Wildhorse, Macmillan partner for novel adaptation

Wildhorse Studios has optioned Isaac Bashevis Singer's Shadows on the Hudson for development into a TV series.

Shadows on the HudsonWildhorse Studios has pacted with Macmillan Publishing’s book-to-film division Macmillan Entertainment to develop a TV adaptation of 1957 novel Shadows on the Hudson by Isaac Bashevis Singer.

Wildhorse founder John Benitz said that the prodco had been looking to develop a series set in New York with international appeal. So when Wildhorse producer Walter Rippel brought Shadows to him, he thought it fit the bill perfectly.

The only problem was trying to figure out who held the rights to it.

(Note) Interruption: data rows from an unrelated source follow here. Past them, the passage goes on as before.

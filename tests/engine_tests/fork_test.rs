use proptest::prelude::*;
use sandstep::{
    ErrorCode, Expression as E, Interpreter, ProcedureDef, Program, RuntimeResult, Step, Value,
};

#[tokio::test]
async fn test_forks_read_globals_but_cannot_write_them() -> RuntimeResult<()> {
    let root = Interpreter::builder().build().unwrap();
    root.set_global_variable("x", Value::from(10i64)).await?;

    let fork = root.fork("worker", None).await?;
    assert_eq!(fork.get_variable("x").await?, Value::from(10i64));

    let err = fork.set_variable("x", Value::from(20i64)).await.unwrap_err();
    assert_eq!(err.code, ErrorCode::WriteViolation);
    assert_eq!(root.get_variable("x").await?, Value::from(10i64));

    // root が書き換えても既存の fork は作成時点の値を見る
    root.set_global_variable("x", Value::from(30i64)).await?;
    assert_eq!(fork.get_variable("x").await?, Value::from(10i64));
    let later = root.fork("later", None).await?;
    assert_eq!(later.get_variable("x").await?, Value::from(30i64));
    Ok(())
}

#[tokio::test]
async fn test_procedure_writing_global_fails_with_status() -> RuntimeResult<()> {
    let root = Interpreter::builder().build().unwrap();
    root.set_global_variable("x", Value::from(10i64)).await?;
    root.load(Program {
        procedures: vec![ProcedureDef {
            name: "bump".to_string(),
            body: vec![Step::set("x", E::number(20.0))],
            ..Default::default()
        }],
        ..Default::default()
    })
    .await?;

    let outcome = root.execute(vec![Step::call("bump", vec![])]).await;
    assert_eq!(outcome.status, ErrorCode::WriteViolation.status());
    assert_eq!(root.get_variable("x").await?, Value::from(10i64));
    Ok(())
}

#[tokio::test]
async fn test_root_locals_are_not_visible_to_forks() -> RuntimeResult<()> {
    let root = Interpreter::builder().build().unwrap();
    root.set_variable("scratch", Value::from("root only")).await?;
    let fork = root.fork("worker", None).await?;
    let err = fork.get_variable("scratch").await.unwrap_err();
    assert_eq!(err.code, ErrorCode::KeyNotFound);
    Ok(())
}

#[tokio::test]
async fn test_live_fork_registry() -> RuntimeResult<()> {
    let root = Interpreter::builder().build().unwrap();
    assert!(root.live_forks().is_empty());

    let child = root.fork("child", None).await?;
    let grandchild = child.fork("grandchild", None).await?;
    let forks = root.live_forks();
    assert_eq!(forks.len(), 2);
    assert_eq!(forks[0].frame, "child");
    assert_eq!(forks[1].parent, child.id());
    assert_eq!(grandchild.call_stack(), ["child", "grandchild"]);

    drop(grandchild);
    drop(child);
    assert!(root.live_forks().is_empty());
    Ok(())
}

proptest! {
    #[test]
    fn prop_sibling_forks_do_not_share_locals(
        name in "[a-z][a-z0-9_]{0,8}",
        left in any::<i32>(),
        right in any::<i32>(),
    ) {
        let rt = tokio::runtime::Runtime::new().unwrap();
        rt.block_on(async {
            let root = Interpreter::builder().build().unwrap();
            let a = root.fork("a", None).await.unwrap();
            let b = root.fork("b", None).await.unwrap();

            a.set_variable(&name, Value::from(left as i64)).await.unwrap();
            b.set_variable(&name, Value::from(right as i64)).await.unwrap();

            prop_assert_eq!(a.get_variable(&name).await.unwrap(), Value::from(left as i64));
            prop_assert_eq!(b.get_variable(&name).await.unwrap(), Value::from(right as i64));
            prop_assert!(root.get_variable(&name).await.is_err());
            Ok(())
        })?;
    }
}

Polish-born author Singer had passed away in 1991 and the novel was published through Farrar Straus Giroux (FSG), which had in turn been acquired by Macmillan. This led Benitz to Macmillan Entertainment’s executive editor Brendan Deneen, who agreed the novel would make for a good TV adaptation, and Wildhorse then optioned the novel from Macmillan.

“Other producers had tried to do a feature with the story, but Shadows on the Hudson was originally written as serialized fiction for print newspaper, so it naturally works better as a TV series,” Benitz told Playback Daily.

The TV adaptation is the first project under a new collaboration between Wildhorse Studios and Macmillan Entertainment, with additional projects set to be announced in the future. Wildhorse has offices in Toronto, L.A. and Buenos Aires.

Shadows originally appeared in the Yiddish newspaper The Forward and was later translated into English in 1998. Singer’s story tells of a group of wealthy Jewish exiles in late 1940′s New York, centering on businessman Boris Makaver. When his daughter Anna runs away with Boris’ best friend, their entire community is left reeling.

There is no broadcaster yet attached to the series.